Materials provided ::
========================================

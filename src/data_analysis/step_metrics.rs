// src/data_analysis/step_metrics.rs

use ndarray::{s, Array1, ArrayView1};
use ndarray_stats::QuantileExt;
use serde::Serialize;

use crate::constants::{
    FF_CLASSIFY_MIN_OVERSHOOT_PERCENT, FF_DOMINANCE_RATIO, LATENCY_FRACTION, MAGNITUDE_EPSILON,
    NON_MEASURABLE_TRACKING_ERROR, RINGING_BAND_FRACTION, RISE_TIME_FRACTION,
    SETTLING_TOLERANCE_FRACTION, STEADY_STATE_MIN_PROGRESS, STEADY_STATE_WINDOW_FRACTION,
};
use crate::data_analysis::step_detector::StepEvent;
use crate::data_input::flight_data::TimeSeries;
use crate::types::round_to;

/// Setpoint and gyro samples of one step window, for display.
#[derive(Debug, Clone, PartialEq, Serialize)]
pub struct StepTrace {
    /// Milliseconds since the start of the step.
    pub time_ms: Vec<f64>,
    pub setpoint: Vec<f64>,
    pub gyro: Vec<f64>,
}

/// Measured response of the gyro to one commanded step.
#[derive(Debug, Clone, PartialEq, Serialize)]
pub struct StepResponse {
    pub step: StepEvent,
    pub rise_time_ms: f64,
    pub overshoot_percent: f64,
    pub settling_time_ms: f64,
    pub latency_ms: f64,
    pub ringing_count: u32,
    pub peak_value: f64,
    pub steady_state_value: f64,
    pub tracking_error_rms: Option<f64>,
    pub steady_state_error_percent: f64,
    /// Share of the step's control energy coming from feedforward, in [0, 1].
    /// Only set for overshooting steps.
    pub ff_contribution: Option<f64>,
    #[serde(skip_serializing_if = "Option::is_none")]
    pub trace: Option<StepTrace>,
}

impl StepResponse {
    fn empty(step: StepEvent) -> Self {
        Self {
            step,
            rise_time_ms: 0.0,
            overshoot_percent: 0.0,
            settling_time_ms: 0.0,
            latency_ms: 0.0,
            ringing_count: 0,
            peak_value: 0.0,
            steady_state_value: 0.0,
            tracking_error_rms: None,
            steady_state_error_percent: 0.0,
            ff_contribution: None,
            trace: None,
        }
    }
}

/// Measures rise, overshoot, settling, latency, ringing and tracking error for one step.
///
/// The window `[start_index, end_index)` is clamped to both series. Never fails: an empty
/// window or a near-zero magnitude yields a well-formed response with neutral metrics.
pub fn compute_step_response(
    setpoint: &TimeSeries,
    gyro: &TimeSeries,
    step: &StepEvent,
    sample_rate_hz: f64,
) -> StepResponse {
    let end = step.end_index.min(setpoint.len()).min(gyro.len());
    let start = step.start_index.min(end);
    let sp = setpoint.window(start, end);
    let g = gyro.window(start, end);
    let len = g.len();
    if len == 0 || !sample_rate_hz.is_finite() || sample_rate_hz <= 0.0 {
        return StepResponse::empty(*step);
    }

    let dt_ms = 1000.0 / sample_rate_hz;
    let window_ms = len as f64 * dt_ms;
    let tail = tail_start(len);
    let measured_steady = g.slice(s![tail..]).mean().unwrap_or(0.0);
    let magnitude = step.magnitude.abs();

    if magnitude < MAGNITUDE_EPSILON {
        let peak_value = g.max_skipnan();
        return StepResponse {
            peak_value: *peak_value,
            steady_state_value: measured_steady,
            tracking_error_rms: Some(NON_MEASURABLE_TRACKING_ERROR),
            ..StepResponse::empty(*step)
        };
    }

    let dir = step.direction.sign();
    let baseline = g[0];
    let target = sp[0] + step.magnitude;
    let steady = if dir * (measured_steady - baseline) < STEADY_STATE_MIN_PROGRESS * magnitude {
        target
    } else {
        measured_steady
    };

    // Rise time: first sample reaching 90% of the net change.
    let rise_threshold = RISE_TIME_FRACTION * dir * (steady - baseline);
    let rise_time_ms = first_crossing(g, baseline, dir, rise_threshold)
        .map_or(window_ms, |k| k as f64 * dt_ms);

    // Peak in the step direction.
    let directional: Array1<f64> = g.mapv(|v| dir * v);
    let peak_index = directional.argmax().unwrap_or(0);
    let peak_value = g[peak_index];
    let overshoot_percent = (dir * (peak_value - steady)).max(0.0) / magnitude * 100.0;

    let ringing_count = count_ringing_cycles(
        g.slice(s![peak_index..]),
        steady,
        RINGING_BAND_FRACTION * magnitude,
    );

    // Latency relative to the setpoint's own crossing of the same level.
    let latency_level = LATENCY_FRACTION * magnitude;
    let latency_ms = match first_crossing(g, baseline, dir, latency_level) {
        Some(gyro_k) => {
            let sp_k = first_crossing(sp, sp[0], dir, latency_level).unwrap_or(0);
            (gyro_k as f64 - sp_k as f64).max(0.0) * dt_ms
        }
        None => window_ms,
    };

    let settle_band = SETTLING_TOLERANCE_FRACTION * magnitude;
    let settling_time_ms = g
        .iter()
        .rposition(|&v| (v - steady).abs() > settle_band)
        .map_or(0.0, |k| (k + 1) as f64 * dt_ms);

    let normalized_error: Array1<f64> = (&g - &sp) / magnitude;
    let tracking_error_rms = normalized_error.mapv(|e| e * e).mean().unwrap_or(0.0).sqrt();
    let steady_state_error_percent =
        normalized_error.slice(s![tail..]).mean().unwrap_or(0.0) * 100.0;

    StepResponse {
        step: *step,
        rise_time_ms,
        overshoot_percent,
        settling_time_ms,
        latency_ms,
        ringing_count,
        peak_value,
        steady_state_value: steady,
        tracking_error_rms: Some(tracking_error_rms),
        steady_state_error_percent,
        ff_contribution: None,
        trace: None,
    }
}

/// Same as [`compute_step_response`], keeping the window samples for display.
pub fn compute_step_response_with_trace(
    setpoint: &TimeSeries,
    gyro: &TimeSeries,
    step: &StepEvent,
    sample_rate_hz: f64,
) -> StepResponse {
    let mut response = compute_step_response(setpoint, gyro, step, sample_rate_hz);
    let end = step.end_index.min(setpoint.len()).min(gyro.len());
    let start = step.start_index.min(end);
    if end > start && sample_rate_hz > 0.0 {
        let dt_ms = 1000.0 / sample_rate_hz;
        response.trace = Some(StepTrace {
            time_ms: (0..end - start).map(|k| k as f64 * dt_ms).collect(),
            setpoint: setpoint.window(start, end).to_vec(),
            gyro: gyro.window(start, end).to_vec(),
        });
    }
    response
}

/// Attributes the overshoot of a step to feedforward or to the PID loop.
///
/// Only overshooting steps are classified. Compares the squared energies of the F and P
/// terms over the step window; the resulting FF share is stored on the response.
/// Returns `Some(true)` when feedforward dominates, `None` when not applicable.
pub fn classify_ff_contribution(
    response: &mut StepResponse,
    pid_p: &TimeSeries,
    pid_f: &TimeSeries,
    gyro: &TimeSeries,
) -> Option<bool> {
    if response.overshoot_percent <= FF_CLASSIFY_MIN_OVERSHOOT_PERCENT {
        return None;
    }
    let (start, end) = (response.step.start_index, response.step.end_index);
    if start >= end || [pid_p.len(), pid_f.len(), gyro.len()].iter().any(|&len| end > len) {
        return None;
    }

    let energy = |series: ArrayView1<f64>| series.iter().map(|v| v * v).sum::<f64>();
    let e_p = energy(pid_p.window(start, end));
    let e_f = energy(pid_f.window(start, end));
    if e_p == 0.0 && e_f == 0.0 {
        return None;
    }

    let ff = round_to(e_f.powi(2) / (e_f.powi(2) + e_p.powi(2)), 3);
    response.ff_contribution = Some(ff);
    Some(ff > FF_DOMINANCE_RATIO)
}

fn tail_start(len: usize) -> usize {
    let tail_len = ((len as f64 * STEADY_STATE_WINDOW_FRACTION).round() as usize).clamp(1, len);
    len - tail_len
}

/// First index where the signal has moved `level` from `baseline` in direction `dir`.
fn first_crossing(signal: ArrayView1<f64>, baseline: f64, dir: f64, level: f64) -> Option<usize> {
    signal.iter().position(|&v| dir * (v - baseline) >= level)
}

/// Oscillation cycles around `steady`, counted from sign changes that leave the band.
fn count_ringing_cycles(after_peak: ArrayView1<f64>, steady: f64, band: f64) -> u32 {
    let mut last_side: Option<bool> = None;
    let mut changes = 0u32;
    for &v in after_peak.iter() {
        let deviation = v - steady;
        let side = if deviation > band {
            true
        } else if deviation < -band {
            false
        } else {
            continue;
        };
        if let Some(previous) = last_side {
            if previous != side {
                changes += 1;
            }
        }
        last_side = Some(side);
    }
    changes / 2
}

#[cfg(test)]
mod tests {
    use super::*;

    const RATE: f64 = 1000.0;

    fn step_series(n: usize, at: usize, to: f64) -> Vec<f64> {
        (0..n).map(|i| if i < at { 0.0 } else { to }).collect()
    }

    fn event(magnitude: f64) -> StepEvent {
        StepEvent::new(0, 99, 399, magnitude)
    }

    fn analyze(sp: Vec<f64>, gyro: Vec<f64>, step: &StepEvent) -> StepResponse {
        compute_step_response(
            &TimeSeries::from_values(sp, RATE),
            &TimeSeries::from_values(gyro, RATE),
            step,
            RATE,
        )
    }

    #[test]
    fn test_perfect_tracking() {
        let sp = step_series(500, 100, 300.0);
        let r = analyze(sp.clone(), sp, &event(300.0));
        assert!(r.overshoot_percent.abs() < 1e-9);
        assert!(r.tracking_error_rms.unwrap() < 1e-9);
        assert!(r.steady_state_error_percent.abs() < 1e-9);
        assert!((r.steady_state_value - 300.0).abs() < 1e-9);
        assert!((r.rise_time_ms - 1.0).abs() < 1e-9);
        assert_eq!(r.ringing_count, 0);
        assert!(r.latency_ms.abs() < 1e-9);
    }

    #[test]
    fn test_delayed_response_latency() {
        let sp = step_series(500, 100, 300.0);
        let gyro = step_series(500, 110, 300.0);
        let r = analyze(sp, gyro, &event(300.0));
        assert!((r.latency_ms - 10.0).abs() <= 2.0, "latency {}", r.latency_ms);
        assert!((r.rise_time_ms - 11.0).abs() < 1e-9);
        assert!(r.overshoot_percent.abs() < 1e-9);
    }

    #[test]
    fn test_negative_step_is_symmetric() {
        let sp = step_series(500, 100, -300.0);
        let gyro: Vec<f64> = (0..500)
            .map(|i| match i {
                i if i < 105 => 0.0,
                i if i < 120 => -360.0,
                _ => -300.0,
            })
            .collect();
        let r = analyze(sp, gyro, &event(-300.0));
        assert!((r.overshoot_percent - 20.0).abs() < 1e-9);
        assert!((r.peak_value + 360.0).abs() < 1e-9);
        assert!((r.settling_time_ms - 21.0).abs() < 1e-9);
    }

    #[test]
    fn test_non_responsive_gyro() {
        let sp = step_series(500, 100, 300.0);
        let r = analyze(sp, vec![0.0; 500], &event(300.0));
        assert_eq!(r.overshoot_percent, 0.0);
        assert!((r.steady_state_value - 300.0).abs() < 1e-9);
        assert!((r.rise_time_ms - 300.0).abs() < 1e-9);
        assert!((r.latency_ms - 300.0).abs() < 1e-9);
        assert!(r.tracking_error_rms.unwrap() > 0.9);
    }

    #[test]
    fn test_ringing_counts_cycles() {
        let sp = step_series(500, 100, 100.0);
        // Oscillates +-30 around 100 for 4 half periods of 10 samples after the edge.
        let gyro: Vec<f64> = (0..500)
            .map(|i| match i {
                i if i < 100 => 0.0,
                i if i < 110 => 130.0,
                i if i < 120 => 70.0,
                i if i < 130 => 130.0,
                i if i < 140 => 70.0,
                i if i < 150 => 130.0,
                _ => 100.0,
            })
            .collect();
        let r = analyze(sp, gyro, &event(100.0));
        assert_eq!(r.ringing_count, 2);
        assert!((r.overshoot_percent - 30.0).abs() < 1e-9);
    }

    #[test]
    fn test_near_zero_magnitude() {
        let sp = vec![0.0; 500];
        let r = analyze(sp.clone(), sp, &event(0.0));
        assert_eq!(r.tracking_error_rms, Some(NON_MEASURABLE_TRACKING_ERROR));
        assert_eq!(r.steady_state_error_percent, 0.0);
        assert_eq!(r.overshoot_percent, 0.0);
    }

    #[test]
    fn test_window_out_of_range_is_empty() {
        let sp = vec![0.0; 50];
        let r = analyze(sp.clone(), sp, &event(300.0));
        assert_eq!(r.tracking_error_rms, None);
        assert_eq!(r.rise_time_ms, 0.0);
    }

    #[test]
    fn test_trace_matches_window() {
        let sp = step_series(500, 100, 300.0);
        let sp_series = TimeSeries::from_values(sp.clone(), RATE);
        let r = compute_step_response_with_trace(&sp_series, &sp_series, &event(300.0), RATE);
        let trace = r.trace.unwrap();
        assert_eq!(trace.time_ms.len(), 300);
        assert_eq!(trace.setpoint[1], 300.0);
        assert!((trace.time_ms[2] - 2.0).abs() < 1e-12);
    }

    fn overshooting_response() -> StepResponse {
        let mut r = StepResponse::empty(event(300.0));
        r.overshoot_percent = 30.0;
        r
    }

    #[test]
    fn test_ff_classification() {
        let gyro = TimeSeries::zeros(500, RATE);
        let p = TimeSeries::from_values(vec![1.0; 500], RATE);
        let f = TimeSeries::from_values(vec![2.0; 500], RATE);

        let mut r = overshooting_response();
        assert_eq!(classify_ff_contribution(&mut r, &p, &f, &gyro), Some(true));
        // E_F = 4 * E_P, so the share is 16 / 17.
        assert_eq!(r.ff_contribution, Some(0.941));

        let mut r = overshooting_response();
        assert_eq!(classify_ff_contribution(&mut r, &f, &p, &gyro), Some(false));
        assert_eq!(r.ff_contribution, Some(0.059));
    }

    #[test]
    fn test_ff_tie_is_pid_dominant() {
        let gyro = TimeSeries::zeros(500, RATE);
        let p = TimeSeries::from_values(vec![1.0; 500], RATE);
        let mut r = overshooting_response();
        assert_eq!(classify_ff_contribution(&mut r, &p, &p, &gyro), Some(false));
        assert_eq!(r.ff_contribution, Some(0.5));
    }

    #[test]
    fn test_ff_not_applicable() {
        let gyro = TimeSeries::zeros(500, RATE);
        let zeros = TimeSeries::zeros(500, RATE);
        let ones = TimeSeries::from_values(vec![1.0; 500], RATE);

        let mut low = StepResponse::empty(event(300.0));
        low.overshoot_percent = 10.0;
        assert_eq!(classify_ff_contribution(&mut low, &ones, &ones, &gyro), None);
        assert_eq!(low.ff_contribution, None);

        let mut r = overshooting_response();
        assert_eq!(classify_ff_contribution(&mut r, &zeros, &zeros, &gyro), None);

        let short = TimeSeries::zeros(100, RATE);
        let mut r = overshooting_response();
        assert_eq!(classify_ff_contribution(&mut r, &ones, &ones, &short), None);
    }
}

========================================

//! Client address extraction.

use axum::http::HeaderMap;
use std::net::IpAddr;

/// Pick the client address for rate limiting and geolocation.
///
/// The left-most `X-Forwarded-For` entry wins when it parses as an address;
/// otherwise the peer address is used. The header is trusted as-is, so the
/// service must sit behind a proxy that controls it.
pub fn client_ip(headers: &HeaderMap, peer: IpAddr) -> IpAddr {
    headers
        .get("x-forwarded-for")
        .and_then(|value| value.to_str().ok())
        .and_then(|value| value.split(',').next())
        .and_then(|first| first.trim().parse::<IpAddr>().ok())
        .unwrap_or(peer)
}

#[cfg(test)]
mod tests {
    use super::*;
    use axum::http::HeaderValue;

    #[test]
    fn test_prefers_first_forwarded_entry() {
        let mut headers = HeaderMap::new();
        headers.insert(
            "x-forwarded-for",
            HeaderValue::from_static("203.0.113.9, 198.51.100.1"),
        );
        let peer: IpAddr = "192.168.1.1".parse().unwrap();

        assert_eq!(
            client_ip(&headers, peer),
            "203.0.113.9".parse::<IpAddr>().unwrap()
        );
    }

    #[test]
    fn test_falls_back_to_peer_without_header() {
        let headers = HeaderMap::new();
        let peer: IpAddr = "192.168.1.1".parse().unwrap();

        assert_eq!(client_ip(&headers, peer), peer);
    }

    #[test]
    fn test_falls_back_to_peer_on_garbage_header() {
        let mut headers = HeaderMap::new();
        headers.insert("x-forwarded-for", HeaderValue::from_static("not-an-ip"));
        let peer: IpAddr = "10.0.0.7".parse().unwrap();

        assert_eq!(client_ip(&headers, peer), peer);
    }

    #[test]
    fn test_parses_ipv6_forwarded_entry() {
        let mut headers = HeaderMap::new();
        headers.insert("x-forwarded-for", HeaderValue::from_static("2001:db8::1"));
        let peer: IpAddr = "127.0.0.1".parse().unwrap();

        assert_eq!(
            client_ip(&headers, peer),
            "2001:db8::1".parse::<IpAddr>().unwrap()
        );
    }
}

========================================

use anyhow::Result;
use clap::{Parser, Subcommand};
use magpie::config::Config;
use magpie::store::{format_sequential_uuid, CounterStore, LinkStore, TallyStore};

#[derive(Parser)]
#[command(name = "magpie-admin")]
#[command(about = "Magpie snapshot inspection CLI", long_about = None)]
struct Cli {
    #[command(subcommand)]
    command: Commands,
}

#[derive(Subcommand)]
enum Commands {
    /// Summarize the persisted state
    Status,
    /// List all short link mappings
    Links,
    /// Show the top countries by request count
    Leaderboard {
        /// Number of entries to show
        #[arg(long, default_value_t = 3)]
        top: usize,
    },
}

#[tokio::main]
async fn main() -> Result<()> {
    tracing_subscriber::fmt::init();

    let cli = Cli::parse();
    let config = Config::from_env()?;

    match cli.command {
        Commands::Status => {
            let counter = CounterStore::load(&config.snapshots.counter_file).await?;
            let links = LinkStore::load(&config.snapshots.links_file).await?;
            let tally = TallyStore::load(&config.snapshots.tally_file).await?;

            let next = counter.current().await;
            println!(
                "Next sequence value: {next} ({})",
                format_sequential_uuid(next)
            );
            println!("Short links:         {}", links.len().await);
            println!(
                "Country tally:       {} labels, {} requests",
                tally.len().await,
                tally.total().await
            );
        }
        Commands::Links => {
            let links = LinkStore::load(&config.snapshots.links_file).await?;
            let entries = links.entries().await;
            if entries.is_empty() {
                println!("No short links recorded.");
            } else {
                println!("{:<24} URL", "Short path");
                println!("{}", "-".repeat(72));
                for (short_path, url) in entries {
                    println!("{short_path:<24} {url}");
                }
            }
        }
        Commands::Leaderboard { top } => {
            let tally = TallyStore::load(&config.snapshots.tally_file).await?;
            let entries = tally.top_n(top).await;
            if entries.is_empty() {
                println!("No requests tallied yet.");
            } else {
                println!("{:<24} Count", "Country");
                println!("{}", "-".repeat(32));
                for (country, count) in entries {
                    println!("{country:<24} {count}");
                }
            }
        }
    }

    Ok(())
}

========================================

Work to complete :: Which lines of the records above contain the word "serde"? Report each one in full.

Solution to this problem ::
use serde::Serialize;
    #[serde(skip_serializing_if = "Option::is_none")]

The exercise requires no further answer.